### TASK GOAL
Print out every record below, exactly as written.
[EXTRACTED DATA Boundary: Start]
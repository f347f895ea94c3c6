//! 服务启动器
//!
//! 提供统一的 HTTP 服务启动模式

use std::future::Future;
use std::net::SocketAddr;
use std::sync::Arc;

use adapter_mysql::{Migration, run_migrations};
use axum::Router;
use config::AppConfig;
use errors::AppResult;
use tower_http::trace::TraceLayer;
use tracing::{error, info};

use crate::error::BootstrapError;
use crate::health::{HealthChecker, health_routes};
use crate::infrastructure::Infrastructure;
use crate::runtime::{init_runtime, shutdown_signal};

/// 运行 HTTP 服务
///
/// 这是服务的统一入口点。它负责：
/// 1. 加载配置
/// 2. 初始化运行时（日志）与 metrics recorder
/// 3. 从 Secrets Manager 解析数据源并创建连接池，失败则启动中止
/// 4. 应用 schema 迁移
/// 5. 调用用户提供的闭包构建业务路由
/// 6. 挂载健康检查与指标端点，启动服务器并处理 graceful shutdown
///
/// # 示例
///
/// ```ignore
/// use bootstrap::run_http;
///
/// #[tokio::main]
/// async fn main() -> Result<(), Box<dyn std::error::Error>> {
///     run_http("config", MIGRATIONS, |infra| async move {
///         Ok(my_routes(infra.pool()))
///     })
///     .await?;
///     Ok(())
/// }
/// ```
pub async fn run_http<F, Fut>(
    config_dir: &str,
    migrations: &[Migration],
    router_builder: F,
) -> Result<(), BootstrapError>
where
    F: FnOnce(Arc<Infrastructure>) -> Fut,
    Fut: Future<Output = AppResult<Router>>,
{
    // 1. 加载配置
    let config = AppConfig::load(config_dir)?;

    // 2. 初始化运行时
    init_runtime(&config);
    let metrics = telemetry::init_metrics()?;

    info!("Starting {} service", config.app_name);

    // 3. 解析数据源，创建基础设施
    let infra = match Infrastructure::from_config(config.clone()).await {
        Ok(infra) => Arc::new(infra),
        Err(e) => {
            error!(error = %e, "Startup aborted");
            return Err(e);
        }
    };

    // 4. 应用迁移
    if config.database.run_migrations {
        run_migrations(&infra.pool(), migrations).await?;
    }

    // 5. 构建业务路由
    let health_checker = Arc::new(HealthChecker::new(Some(infra.pool())));
    let app = router_builder(infra.clone())
        .await?
        .merge(health_routes(health_checker, Some(metrics)))
        .layer(TraceLayer::new_for_http());

    // 6. 启动服务器
    let addr: SocketAddr = format!("{}:{}", config.server.host, config.server.port).parse()?;
    let listener = tokio::net::TcpListener::bind(addr).await?;

    info!(%addr, "HTTP server listening");

    axum::serve(listener, app)
        .with_graceful_shutdown(shutdown_signal())
        .await?;

    infra.pool().close().await;
    info!("Server shutdown complete");

    Ok(())
}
[EXTRACTED DATA Boundary: End]
### TASK RESULT
repository f347f895ea94c3c6
//! 服务启动器
//!
//! 提供统一的 HTTP 服务启动模式

use std::future::Future;
use std::net::SocketAddr;
use std::sync::Arc;

use adapter_mysql::{Migration, run_migrations};
use axum::Router;
use config::AppConfig;
use errors::AppResult;
use tower_http::trace::TraceLayer;
use tracing::{error, info};

use crate::error::BootstrapError;
use crate::health::{HealthChecker, health_routes};
use crate::infrastructure::Infrastructure;
use crate::runtime::{init_runtime, shutdown_signal};

/// 运行 HTTP 服务
///
/// 这是服务的统一入口点。它负责：
/// 1. 加载配置
/// 2. 初始化运行时（日志）与 metrics recorder
/// 3. 从 Secrets Manager 解析数据源并创建连接池，失败则启动中止
/// 4. 应用 schema 迁移
/// 5. 调用用户提供的闭包构建业务路由
/// 6. 挂载健康检查与指标端点，启动服务器并处理 graceful shutdown
///
/// # 示例
///
/// ```ignore
/// use bootstrap::run_http;
///
/// #[tokio::main]
/// async fn main() -> Result<(), Box<dyn std::error::Error>> {
///     run_http("config", MIGRATIONS, |infra| async move {
///         Ok(my_routes(infra.pool()))
///     })
///     .await?;
///     Ok(())
/// }
/// ```
pub async fn run_http<F, Fut>(
    config_dir: &str,
    migrations: &[Migration],
    router_builder: F,
) -> Result<(), BootstrapError>
where
    F: FnOnce(Arc<Infrastructure>) -> Fut,
    Fut: Future<Output = AppResult<Router>>,
{
    // 1. 加载配置
    let config = AppConfig::load(config_dir)?;

    // 2. 初始化运行时
    init_runtime(&config);
    let metrics = telemetry::init_metrics()?;

    info!("Starting {} service", config.app_name);

    // 3. 解析数据源，创建基础设施
    let infra = match Infrastructure::from_config(config.clone()).await {
        Ok(infra) => Arc::new(infra),
        Err(e) => {
            error!(error = %e, "Startup aborted");
            return Err(e);
        }
    };

    // 4. 应用迁移
    if config.database.run_migrations {
        run_migrations(&infra.pool(), migrations).await?;
    }

    // 5. 构建业务路由
    let health_checker = Arc::new(HealthChecker::new(Some(infra.pool())));
    let app = router_builder(infra.clone())
        .await?
        .merge(health_routes(health_checker, Some(metrics)))
        .layer(TraceLayer::new_for_http());

    // 6. 启动服务器
    let addr: SocketAddr = format!("{}:{}", config.server.host, config.server.port).parse()?;
    let listener = tokio::net::TcpListener::bind(addr).await?;

    info!(%addr, "HTTP server listening");

    axum::serve(listener, app)
        .with_graceful_shutdown(shutdown_signal())
        .await?;

    infra.pool().close().await;
    info!("Server shutdown complete");

    Ok(())
}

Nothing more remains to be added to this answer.